Written by Ally Kim
Princeton University, Department of Economics, Spring 2020
Status quo on gender roles, and thus the unequal treatment women receive based on sex, has diminished significantly in the past few decades. In the United States, women now represent nearly half the labor force (DeWolf, 2017). In some states, women earn more post-secondary educational degrees than their male counterparts. Female leaders have been on the rise, with a record breaking number of Fortune 500 female CEOs in 2019 (Zillman, 2019). Although the gender wage gap still persists, it has nonetheless significantly narrowed from where it stood decades ago (“What You Need,” 2019). Looking back at the strides made in women’s rights and comparing women’s lives today to those of the past, most can agree that women today enjoy a heightened sense of freedom and self-authority in all areas of life.
From this, common sense suggests women’s subjective well-being to have improved as well. In other words, women today should be happier than their counterparts decades ago. Despite improvements having been made to women’s rights, however, some evidence shows that women have become unhappier. Stevenson and Wolfers (2009) studied this phenomenon in depth and named this anomaly the paradox of declining female happiness. In fact, this is not the only paradox observed in academia about the relationship between subjective and objective well-being.
An example is the Kuznets curve developed by the economist Simon Kuznets. The Kuznets curve is an inverted U-shaped curve, through which he hypothesizes that as a country develops, inequality first increases and then decreases in the later stages of development (Kuznets, 1955).
Kuznets (1955) associates such phenomenon to factors such as unequal distribution of wealth and widening of the urban-rural income gap which occur in the early and mid-stages of development. Likewise, the economist Richard Easterlin (1974) introduced the Easterlin paradox, with which he explores the relationship between a nation’s income level and its people’s happiness. He claims that after a nation passes a certain threshold of wealth, its people’s level of happiness no longer positively correlates with the national income (Easterlin, 1974).

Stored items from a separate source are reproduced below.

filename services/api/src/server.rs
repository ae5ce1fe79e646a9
use crate::cli::ServeArgs;
use crate::infra::{AppState, InMemoryImageStorage, InMemoryMarketplace};
use crate::routes::with_marketplace_routes;
use axum::Extension;
use axum_prometheus::PrometheusMetricLayer;
use rentazuela::config::AppConfig;
use rentazuela::error::AppError;
use rentazuela::telemetry;
use rentazuela::workflows::messaging::MessagingService;
use rentazuela::workflows::publishing::ListingPublisher;
use std::sync::atomic::Ordering;
use std::sync::Arc;
use tracing::info;

pub(crate) async fn run(mut args: ServeArgs) -> Result<(), AppError> {
    let mut config = AppConfig::load()?;

    if let Some(host) = args.host.take() {
        config.server.host = host;
    }
    if let Some(port) = args.port.take() {
        config.server.port = port;
    }

    telemetry::init(&config.telemetry)?;

    let (prometheus_layer, prometheus_handle) = PrometheusMetricLayer::pair();
    let readiness_flag = Arc::new(std::sync::atomic::AtomicBool::new(false));
    let app_state = AppState {
        readiness: readiness_flag.clone(),
        metrics: Arc::new(prometheus_handle),
    };

    let store = Arc::new(InMemoryMarketplace::default());
    let images = Arc::new(InMemoryImageStorage::new(&args.image_base_url));
    let messaging = Arc::new(MessagingService::new(
        store.clone(),
        store.clone(),
        config.marketplace.messaging_policy(),
    ));
    let publisher = Arc::new(ListingPublisher::new(
        store,
        images,
        config.marketplace.image_policy(),
    ));

    let app = with_marketplace_routes(messaging, publisher)
        .layer(Extension(app_state))
        .layer(prometheus_layer);

    let addr = config.server.socket_addr()?;
    let listener = tokio::net::TcpListener::bind(addr).await?;
    readiness_flag.store(true, Ordering::Release);

    info!(
        ?config.environment,
        %addr,
        max_images = config.marketplace.max_listing_images,
        "marketplace api ready"
    );

    axum::serve(listener, app).await?;
    Ok(())
}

Although both of these ideas have long been subject to criticism by other economists, such paradoxes nonetheless raise important questions about the relationship between objective and subjective well-being and encourage the reevaluation of presumptions about what contributes to happiness.

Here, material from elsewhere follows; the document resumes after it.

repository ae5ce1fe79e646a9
pub mod config;
pub mod error;
pub mod telemetry;
pub mod workflows;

Such paradoxes motivate my research question, “what is the effect of changes in gender equality level on women’s happiness?” The key point of my question is that I am observing how changes in gender equality level affect women’s happiness, not the gender equality level itself. The reason is that I do not think such decline in female happiness during periods of time in which gender equality has advanced, if such decline exist at all, is necessarily caused by the higher level of gender equality itself. Rather, I think it is caused primarily by women’s changing expectations following the change in the gender equality level.
During such transitional period, women’s rising expectation of their lives will clash against the society’s yet persisting beliefs in the “traditional” role of women to thereby increase women’s perceived discrimination they feel from others and dissatisfaction with their lives. This will offset the additional happiness women feel from increased opportunities. In the same vein of thought, during times of declining gender equality, women will become unhappier due to their persisting expectations of what they believe they are entitled to and such expectations not being met during times of retreating gender equality. There are evidences that support the idea of declining happiness during times of change, which I explore later in this paper. By conducting this research, I hope to inform policy makers and gender equality activists on the kinds of impact the implementation of gender-related policies can have on women’s happiness.